Church tradition says that Matthias preached the gospel in an ancient area called Aethiopia, which is not the Ethiopia we know as a country today but a region in what is now Georgia. Not Rhett Butler Georgia, although the misnaming of the area might lead one to wonder whether some of the folks in the ancient world were any better at geography than those people we read about who keep failing geography tests.
Matthias was supposed to have been crucified there, although we have this only from some church traditions and we can't verify it by any of the New Testament or the better-known writings of the early church.
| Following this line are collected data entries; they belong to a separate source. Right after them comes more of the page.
/*
* Licensed to Elasticsearch B.V. under one or more contributor
* license agreements. See the NOTICE file distributed with
* this work for additional information regarding copyright
* ownership. Elasticsearch B.V. licenses this file to you under
* the Apache License, Version 2.0 (the "License"); you may
* not use this file except in compliance with the License.
* You may obtain a copy of the License at
*
*  http://www.apache.org/licenses/LICENSE-2.0
*
* Unless required by applicable law or agreed to in writing,
* software distributed under the License is distributed on an
* "AS IS" BASIS, WITHOUT WARRANTIES OR CONDITIONS OF ANY
* KIND, either express or implied.  See the License for the
* specific language governing permissions and limitations
* under the License.
*/

//! Utility functions for reading configuration from yaml.

use crate::errors::{KdResult, ParsingError};
use std::fs::read_to_string;
use std::path::Path;
use yaml_rust::{Yaml, YamlLoader};

/// Reads the first document of a yaml file.
pub fn read_yaml<P: AsRef<Path>>(path: P) -> KdResult<Yaml> {
    let config = read_to_string(&path)?;
    let file_name = path.as_ref().to_string_lossy().to_string();
    let mut docs =
        YamlLoader::load_from_str(&config).map_err(|e| ParsingError::MalformedYamlError {
            file_name: file_name.clone(),
            field: e.to_string(),
        })?;
    if docs.is_empty() {
        return Err(ParsingError::MissingYamlError {
            file_name,
            field: "document".to_string(),
        }
        .into());
    }
    Ok(docs.swap_remove(0))
}

/// Reads a non-negative integer field. Missing fields fall back to `default`, or are an error if there is none.
pub fn yaml_usize(
    params: &Yaml,
    field: &str,
    file_name: &str,
    default: Option<usize>,
) -> KdResult<usize> {
    match &params[field] {
        Yaml::BadValue | Yaml::Null => default.ok_or_else(|| {
            ParsingError::MissingYamlError {
                file_name: file_name.to_string(),
                field: field.to_string(),
            }
            .into()
        }),
        Yaml::Integer(i) if *i >= 0 => Ok(*i as usize),
        _ => Err(ParsingError::MalformedYamlError {
            file_name: file_name.to_string(),
            field: field.to_string(),
        }
        .into()),
    }
}

/// Reads a boolean field, missing fields fall back to `default`.
pub fn yaml_bool(params: &Yaml, field: &str, file_name: &str, default: bool) -> KdResult<bool> {
    match &params[field] {
        Yaml::BadValue | Yaml::Null => Ok(default),
        Yaml::Boolean(b) => Ok(*b),
        _ => Err(ParsingError::MalformedYamlError {
            file_name: file_name.to_string(),
            field: field.to_string(),
        }
        .into()),
    }
}
/*
* Licensed to Elasticsearch B.V. under one or more contributor
* license agreements. See the NOTICE file distributed with
* this work for additional information regarding copyright
* ownership. Elasticsearch B.V. licenses this file to you under
* the Apache License, Version 2.0 (the "License"); you may
* not use this file except in compliance with the License.
* You may obtain a copy of the License at
*
*  http://www.apache.org/licenses/LICENSE-2.0
*
* Unless required by applicable law or agreed to in writing,
* software distributed under the License is distributed on an
* "AS IS" BASIS, WITHOUT WARRANTIES OR CONDITIONS OF ANY
* KIND, either express or implied.  See the License for the
* specific language governing permissions and limitations
* under the License.
*/

//! Classifier parameters.

use kdtree::utils::{read_yaml, yaml_bool, yaml_usize};
use kdtree::{KdResult, DEFAULT_BUCKET_SIZE};
use std::path::Path;

/// How the classifier votes and how its tree is built.
#[derive(Debug, Clone, PartialEq)]
pub struct ClassifierSettings {
    /// Number of neighbours that vote. Capped at the number of training rows.
    pub k: usize,
    /// Weight each vote by the inverse distance instead of counting it once.
    pub weight_by_distance: bool,
    /// Report the share of the vote every known class got.
    pub output_class_probabilities: bool,
    /// Bucket size of the underlying kd-tree.
    pub bucket_size: usize,
}

impl Default for ClassifierSettings {
    fn default() -> ClassifierSettings {
        ClassifierSettings {
            k: 3,
            weight_by_distance: false,
            output_class_probabilities: true,
            bucket_size: DEFAULT_BUCKET_SIZE,
        }
    }
}

impl ClassifierSettings {
    /// Reads the settings from yaml, every field is optional.
    ///
    /// ```yaml
    /// ---
    /// k: 5
    /// weight_by_distance: true
    /// output_class_probabilities: false
    /// bucket_size: 8
    /// ```
    pub fn from_yaml<P: AsRef<Path>>(path: P) -> KdResult<ClassifierSettings> {
        let params = read_yaml(&path)?;
        let file_name = path.as_ref().to_string_lossy();
        let defaults = ClassifierSettings::default();
        Ok(ClassifierSettings {
            k: yaml_usize(&params, "k", &file_name, Some(defaults.k))?,
            weight_by_distance: yaml_bool(
                &params,
                "weight_by_distance",
                &file_name,
                defaults.weight_by_distance,
            )?,
            output_class_probabilities: yaml_bool(
                &params,
                "output_class_probabilities",
                &file_name,
                defaults.output_class_probabilities,
            )?,
            bucket_size: yaml_usize(&params, "bucket_size", &file_name, Some(defaults.bucket_size))?,
        })
    }
}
He was chosen through the process called "drawing lots," or sometimes "casting lots." We don't know exactly what this was. We know that it was a way of making a random choice, and that it was probably made up of pieces of wood or stone that had different colors or symbols on each side. When they were thrown, some would come up one way and some another, and the outcome of the decision would be made according to how many came up a certain way.
In other words, Matthias was chosen by the apostles shooting dice, which would have come as a surprise to my dice-avoiding, card-shunning grandparents.
Before deciding between the two men, Matthias and Joseph Barsabbas, the disciples prayed and sought the guidance of the Lord. Then they cast the lots. The idea was that since the lots fell in a completely random way, there was no possibility of human influence on the choice, and they could be confident God alone was involved.
Now, you might think they would have been more careful. After all, they're replacing the one member of their circle who betrayed Jesus, which is the kind of PR wrinkle you'd like to avoid bringing attention to. So perhaps we would have advised them to look for an "anti-Judas," and have a rigorous screening process.
But what screening process would have been better than Jesus' own perceptions? If Jesus couldn't guarantee a fault-free choice, what makes them think that they ever could? And Judas wasn't the only disciple who "failed" Jesus, either. Remember that Peter denied him and the rest abandoned him. So our instinct to rely on our judgment might not work so well, and they used the method that was most likely in their minds to follow God's will for them.
Perhaps the main reason was the understanding that if God was at work, then either man would be the right choice. If God was at work, then he would use Matthias, if Matthias let himself be open to that. If God was at work, then he would have used Joseph Barsabbas just as well. We know that even though we never really hear about Matthias again, he must have done something (along with the other apostles), because the gospel was proclaimed throughout the old Roman Empire and beyond.
It takes trust in God to bring someone in to help with his work, because we don't know if those people will do it the right way (or, if we're being honest, "our way") and we don't know if there will be problems or not. Or if those problems can be handled. Or if things will be the same. Since we don't know, we must trust.
The disciples trusted God to lead them to Matthias, and then trusted Matthias to do God's work in the way that best suited him and best followed God. That.s a pretty good example.